• _Work order_:
Look through the data that follows and copy each line with the string "Failed".

__________________________________________________

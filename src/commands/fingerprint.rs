/// `taskout fingerprint` command implementation
use anyhow::{Context, Result};

use super::Workspace;
use crate::cli::FingerprintArgs;

pub fn run(args: &FingerprintArgs) -> Result<()> {
    let workspace = Workspace::load(&args.common)?;
    let cwd = std::env::current_dir().context("Failed to get current directory")?;

    let mut fingerprinter = workspace.config.fingerprinter(&cwd)?;
    if let Some(method) = args.method {
        fingerprinter = fingerprinter.with_method(method);
    }

    let fingerprint = fingerprinter
        .fingerprint(&args.paths)
        .context("Failed to fingerprint paths")?;

    println!("{}", serde_json::to_string_pretty(&fingerprint)?);
    Ok(())
}
use anyhow::{Context, Result};
use std::path::{Path, PathBuf};

use crate::config::TaskoutConfig;

pub const CONFIG_FILE_NAME: &str = "taskout.toml";

/// Discovers taskout configuration by traversing up the directory tree
pub fn discover_config(start_dir: &Path) -> Result<Option<PathBuf>> {
    let mut current = start_dir.to_path_buf();

    loop {
        let config_path = current.join(CONFIG_FILE_NAME);
        if config_path.is_file() {
            return Ok(Some(config_path));
        }

        match current.parent() {
            Some(parent) => current = parent.to_path_buf(),
            None => break,
        }
    }

    // Fallback to global config
    if let Some(global_config) = global_config_path() {
        if global_config.is_file() {
            return Ok(Some(global_config));
        }
    }

    Ok(None)
}

/// Per-user configuration used when no project config is found
pub fn global_config_path() -> Option<PathBuf> {
    dirs::home_dir().map(|home| home.join(".config/taskout/config.toml"))
}

/// Loads configuration with auto-discovery support
///
/// If `explicit_path` is provided, loads config from that path.
/// Otherwise, auto-discovers config by traversing up directory tree from cwd.
///
/// Returns Ok(None) if no config is found (neither explicit nor discovered).
pub fn load_config_with_discovery(explicit_path: Option<&Path>) -> Result<Option<TaskoutConfig>> {
    if let Some(config_path) = explicit_path {
        return Ok(Some(TaskoutConfig::from_file(config_path)?));
    }

    let current_dir =
        std::env::current_dir().context("Failed to get current directory for config discovery")?;

    let Some(discovered_path) = discover_config(&current_dir)? else {
        return Ok(None);
    };

    let mut config = TaskoutConfig::from_file(&discovered_path)?;
    if global_config_path().as_deref() == Some(discovered_path.as_path()) {
        // Global settings apply to whichever project is current
        config.root = None;
    }
    Ok(Some(config))
}

#[cfg(test)]
mod tests {
    use super::*;
    use std::fs;
    use tempfile::TempDir;

    #[test]
    fn test_discover_in_start_dir() {
        let temp = TempDir::new().unwrap();
        let config_path = temp.path().join(CONFIG_FILE_NAME);
        fs::write(&config_path, "").unwrap();

        assert_eq!(discover_config(temp.path()).unwrap(), Some(config_path));
    }

    #[test]
    fn test_discover_walks_up() {
        let temp = TempDir::new().unwrap();
        let config_path = temp.path().join(CONFIG_FILE_NAME);
        fs::write(&config_path, "").unwrap();

        let nested = temp.path().join("modules/app/src");
        fs::create_dir_all(&nested).unwrap();

        assert_eq!(discover_config(&nested).unwrap(), Some(config_path));
    }

    #[test]
    fn test_nearest_config_wins() {
        let temp = TempDir::new().unwrap();
        fs::write(temp.path().join(CONFIG_FILE_NAME), "").unwrap();

        let module = temp.path().join("module");
        fs::create_dir_all(&module).unwrap();
        let nearest = module.join(CONFIG_FILE_NAME);
        fs::write(&nearest, "").unwrap();

        assert_eq!(discover_config(&module).unwrap(), Some(nearest));
    }

    #[test]
    fn test_directory_named_like_config_is_ignored() {
        let temp = TempDir::new().unwrap();
        fs::create_dir_all(temp.path().join(CONFIG_FILE_NAME)).unwrap();

        let found = discover_config(temp.path()).unwrap();
        assert_ne!(found, Some(temp.path().join(CONFIG_FILE_NAME)));
    }

    #[test]
    fn test_load_explicit_path() {
        let temp = TempDir::new().unwrap();
        let config_path = temp.path().join("custom.toml");
        fs::write(&config_path, "[cache]\nenabled = false\n").unwrap();

        let config = load_config_with_discovery(Some(&config_path))
            .unwrap()
            .unwrap();
        assert!(!config.cache.enabled);
    }
}
mod cli;
mod cli_utils;
mod commands;

use anyhow::Result;
use clap::Parser;

use cli::{Cli, Commands};

fn main() -> Result<()> {
    // Initialize structured logging
    taskout::logging::init();

    let cli = Cli::parse();

    match &cli.command {
        Commands::Run(args) => commands::run::run(args),
        Commands::Status(args) => commands::status::run(args),
        Commands::Record(args) => commands::record::run(args),
        Commands::Fingerprint(args) => commands::fingerprint::run(args),
        Commands::History(args) => commands::history::run(&args.command),
        Commands::Config(args) => commands::config::run(&args.command),
    }
}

__________________________________________________

• _Finished exercise_:
    let cwd = std::env::current_dir().context("Failed to get current directory")?;
        .context("Failed to fingerprint paths")?;
        std::env::current_dir().context("Failed to get current directory for config discovery")?;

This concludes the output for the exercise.